Targeted DamID (TaDa)
Targeted DamID (TaDa) (Southall, et al., 2013) enables cell-type specific profiling of DNA-binding proteins with fine spatial and temporal resolution. TaDa is based on DamID (van Steensel and Henikoff, 2000), a technique which takes advantage of the lack of significant adenine methylation in eukaryotes. By fusing a bacterial DNA adenine methylase (Dam) to any protein of interest, only the regions bound by the protein will be methylated at the sequence GATC. Methylated GATC fragments are then selectively amplified via methylation-sensitive digestion and ligation-mediated PCR. By sequencing these fragments, the binding profile of the protein of interest can be obtained.
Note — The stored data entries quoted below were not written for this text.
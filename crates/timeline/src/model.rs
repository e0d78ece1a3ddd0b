use serde::{Deserialize, Serialize};
use std::fmt;
use uuid::Uuid;

use crate::Seconds;

#[derive(Debug, Clone, Copy, Serialize, Deserialize, PartialEq, Eq, Hash)]
#[serde(transparent)]
pub struct TrackId(pub Uuid);

impl TrackId {
    pub fn new() -> Self {
        Self(Uuid::new_v4())
    }
}

impl Default for TrackId {
    fn default() -> Self {
        Self::new()
    }
}

impl fmt::Display for TrackId {
    fn fmt(&self, f: &mut fmt::Formatter<'_>) -> fmt::Result {
        write!(f, "{}", self.0)
    }
}

#[derive(Debug, Clone, Copy, Serialize, Deserialize, PartialEq, Eq, Hash)]
#[serde(transparent)]
pub struct PlacementId(pub Uuid);

impl PlacementId {
    pub fn new() -> Self {
        Self(Uuid::new_v4())
    }
}

impl Default for PlacementId {
    fn default() -> Self {
        Self::new()
    }
}

impl fmt::Display for PlacementId {
    fn fmt(&self, f: &mut fmt::Formatter<'_>) -> fmt::Result {
        write!(f, "{}", self.0)
    }
}

/// Lane category. Decides which placements a track will hold.
#[derive(Debug, Clone, Copy, Serialize, Deserialize, PartialEq, Eq, Hash)]
#[serde(rename_all = "snake_case")]
pub enum TrackCategory {
    Video,
    Audio,
    Ai,
    Adjustment,
    Effect,
}

impl Default for TrackCategory {
    fn default() -> Self {
        Self::Video
    }
}

impl TrackCategory {
    /// Video lanes also carry generated (ai) transition material.
    pub fn accepts(self, clip: ClipCategory) -> bool {
        matches!(
            (self, clip),
            (TrackCategory::Video, ClipCategory::Video)
                | (TrackCategory::Video, ClipCategory::Ai)
                | (TrackCategory::Audio, ClipCategory::Audio)
                | (TrackCategory::Ai, ClipCategory::Ai)
                | (TrackCategory::Adjustment, ClipCategory::Adjustment)
                | (TrackCategory::Effect, ClipCategory::Effect)
        )
    }
}

impl fmt::Display for TrackCategory {
    fn fmt(&self, f: &mut fmt::Formatter<'_>) -> fmt::Result {
        let name = match self {
            TrackCategory::Video => "video",
            TrackCategory::Audio => "audio",
            TrackCategory::Ai => "ai",
            TrackCategory::Adjustment => "adjustment",
            TrackCategory::Effect => "effect",
        };
        f.write_str(name)
    }
}

#[derive(Debug, Clone, Copy, Serialize, Deserialize, PartialEq, Eq, Hash)]
#[serde(rename_all = "snake_case")]
pub enum ClipCategory {
    Video,
    Audio,
    Ai,
    Adjustment,
    Effect,
}

impl Default for ClipCategory {
    fn default() -> Self {
        Self::Video
    }
}

impl fmt::Display for ClipCategory {
    fn fmt(&self, f: &mut fmt::Formatter<'_>) -> fmt::Result {
        let name = match self {
            ClipCategory::Video => "video",
            ClipCategory::Audio => "audio",
            ClipCategory::Ai => "ai",
            ClipCategory::Adjustment => "adjustment",
            ClipCategory::Effect => "effect",
        };
        f.write_str(name)
    }
}

#[derive(Debug, Clone, Copy, Default, Serialize, Deserialize, PartialEq, Eq)]
pub struct TrackFlags {
    #[serde(default)]
    pub muted: bool,
    #[serde(default)]
    pub solo: bool,
    #[serde(default)]
    pub locked: bool,
}

#[derive(Debug, Clone, Serialize, Deserialize, PartialEq)]
pub struct Track {
    pub id: TrackId,
    pub name: String,
    pub category: TrackCategory,
    pub order: usize,
    #[serde(default)]
    pub flags: TrackFlags,
}

/// Half-open interval `[start, start + duration)` in seconds.
#[derive(Debug, Clone, Copy, Serialize, Deserialize, PartialEq)]
pub struct TimeRange {
    pub start: Seconds,
    pub duration: Seconds,
}

impl TimeRange {
    pub fn new(start: Seconds, duration: Seconds) -> Self {
        Self { start, duration }
    }

    pub fn end(&self) -> Seconds {
        self.start + self.duration
    }

    /// Touching edges do not count as overlap.
    pub fn overlaps(&self, other: &TimeRange) -> bool {
        self.start < other.end() - OVERLAP_EPSILON && other.start < self.end() - OVERLAP_EPSILON
    }
}

// Float noise from grid rounding must not register as a collision.
const OVERLAP_EPSILON: Seconds = 1e-9;

#[derive(Debug, Clone, Serialize, Deserialize, PartialEq)]
pub struct Placement {
    pub id: PlacementId,
    pub track_id: TrackId,
    /// Identifier of the upstream matched clip this placement shows.
    pub clip_id: String,
    pub name: String,
    pub range: TimeRange,
    pub category: ClipCategory,
    #[serde(default)]
    pub thumbnail: Option<String>,
}

impl Placement {
    pub fn start(&self) -> Seconds {
        self.range.start
    }

    pub fn duration(&self) -> Seconds {
        self.range.duration
    }

    pub fn end(&self) -> Seconds {
        self.range.end()
    }
}

/// Other placements on `track_id`, excluding `skip`, ordered by ascending start.
pub fn track_neighbors<'a>(
    placements: &'a [Placement],
    track_id: TrackId,
    skip: PlacementId,
) -> Vec<&'a Placement> {
    let mut neighbors: Vec<&Placement> = placements
        .iter()
        .filter(|p| p.track_id == track_id && p.id != skip)
        .collect();
    neighbors.sort_by(|a, b| a.start().total_cmp(&b.start()));
    neighbors
}

/// Tracks and the placements laid on them.
#[derive(Debug, Clone, Default, Serialize, Deserialize, PartialEq)]
pub struct Layout {
    pub tracks: Vec<Track>,
    #[serde(default)]
    pub placements: Vec<Placement>,
}

impl Layout {
    pub fn track(&self, id: TrackId) -> Option<&Track> {
        self.tracks.iter().find(|t| t.id == id)
    }

    pub fn track_mut(&mut self, id: TrackId) -> Option<&mut Track> {
        self.tracks.iter_mut().find(|t| t.id == id)
    }

    pub fn first_track_of(&self, category: TrackCategory) -> Option<&Track> {
        self.tracks
            .iter()
            .filter(|t| t.category == category)
            .min_by_key(|t| t.order)
    }

    pub fn placement(&self, id: PlacementId) -> Option<&Placement> {
        self.placements.iter().find(|p| p.id == id)
    }

    pub fn placement_mut(&mut self, id: PlacementId) -> Option<&mut Placement> {
        self.placements.iter_mut().find(|p| p.id == id)
    }

    pub fn placement_by_clip(&self, clip_id: &str) -> Option<&Placement> {
        self.placements.iter().find(|p| p.clip_id == clip_id)
    }

    /// Latest placement end, or 0 for an empty layout.
    pub fn content_end(&self) -> Seconds {
        self.placements.iter().map(|p| p.end()).fold(0.0, f64::max)
    }

    pub fn neighbors(&self, track_id: TrackId, skip: PlacementId) -> Vec<&Placement> {
        track_neighbors(&self.placements, track_id, skip)
    }

    /// First placement on `track_id` (other than `skip`) that `range` would overlap.
    pub fn collision(
        &self,
        track_id: TrackId,
        skip: PlacementId,
        range: &TimeRange,
    ) -> Option<&Placement> {
        self.placements
            .iter()
            .find(|p| p.track_id == track_id && p.id != skip && p.range.overlaps(range))
    }
}

#[cfg(test)]
mod tests {
    use super::*;

    #[test]
    fn touching_ranges_do_not_overlap() {
        let a = TimeRange::new(0.0, 5.0);
        let b = TimeRange::new(5.0, 3.0);
        assert!(!a.overlaps(&b));
        assert!(!b.overlaps(&a));
        assert!(a.overlaps(&TimeRange::new(4.5, 1.0)));
    }

    #[test]
    fn video_tracks_accept_ai_material() {
        assert!(TrackCategory::Video.accepts(ClipCategory::Ai));
        assert!(TrackCategory::Video.accepts(ClipCategory::Video));
        assert!(!TrackCategory::Audio.accepts(ClipCategory::Video));
        assert!(!TrackCategory::Ai.accepts(ClipCategory::Video));
    }

    #[test]
    fn neighbors_are_sorted_and_exclude_self() {
        let track = TrackId::new();
        let other_track = TrackId::new();
        let make = |track_id, start| Placement {
            id: PlacementId::new(),
            track_id,
            clip_id: "c".to_string(),
            name: "c".to_string(),
            range: TimeRange::new(start, 1.0),
            category: ClipCategory::Video,
            thumbnail: None,
        };
        let placements = vec![
            make(track, 8.0),
            make(track, 2.0),
            make(other_track, 0.0),
            make(track, 5.0),
        ];
        let me = placements[3].id;
        let neighbors = track_neighbors(&placements, track, me);
        let starts: Vec<f64> = neighbors.iter().map(|p| p.start()).collect();
        assert_eq!(starts, vec![2.0, 8.0]);
    }
}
TaDa combines DamID with the GAL4 system in Drosophila, allowing Dam-fusion proteins to be expressed only in specific cell-types at precise temporal windows. TaDa is simple, robust, sensitive and highly reproducible, and works over a wide variety of different cell types and conditions. A further advantage of TaDa is that Dam-fusion proteins are expressed at almost undetectable levels such that cell fate remains unaffected.
(Note: this protocol now uses Zymo and Machery-Nagel kits. The old protocol using Qiagen kits is still available; Qiagen kits work perfectly well, but are more costly.)
Our current lab protocol for TaDa (version 2017-Oct-09). This protocol is based on published work in Southall et al., Dev cell, 2013; Marshall and Brand, Bioinformatics, 2015; Marshall et al., Nature Protocols, 2016.
The protocol is regularly updated, so please check for updates.
TaDa base vector sequence
The pUAST-attB-LT3-Dam vector sequence is freely available through GenBank.
Some notes on data representation
DamID datasets are somewhat different to ChIP datasets. In general, we recommend that data is presented:
- As a log2(Dam-fusion/Dam) ratio
- At GATC fragment resolution
- Without obscuring or removing negative peaks (unbelievably, people actually do this)
If datasets are compared between different cell types (and/or different conditions), scaling of the data (by dividing each dataset by its standard deviation) is appropriate before comparison. In general, it’s worth noting that DamID data is at most semi-quantitative.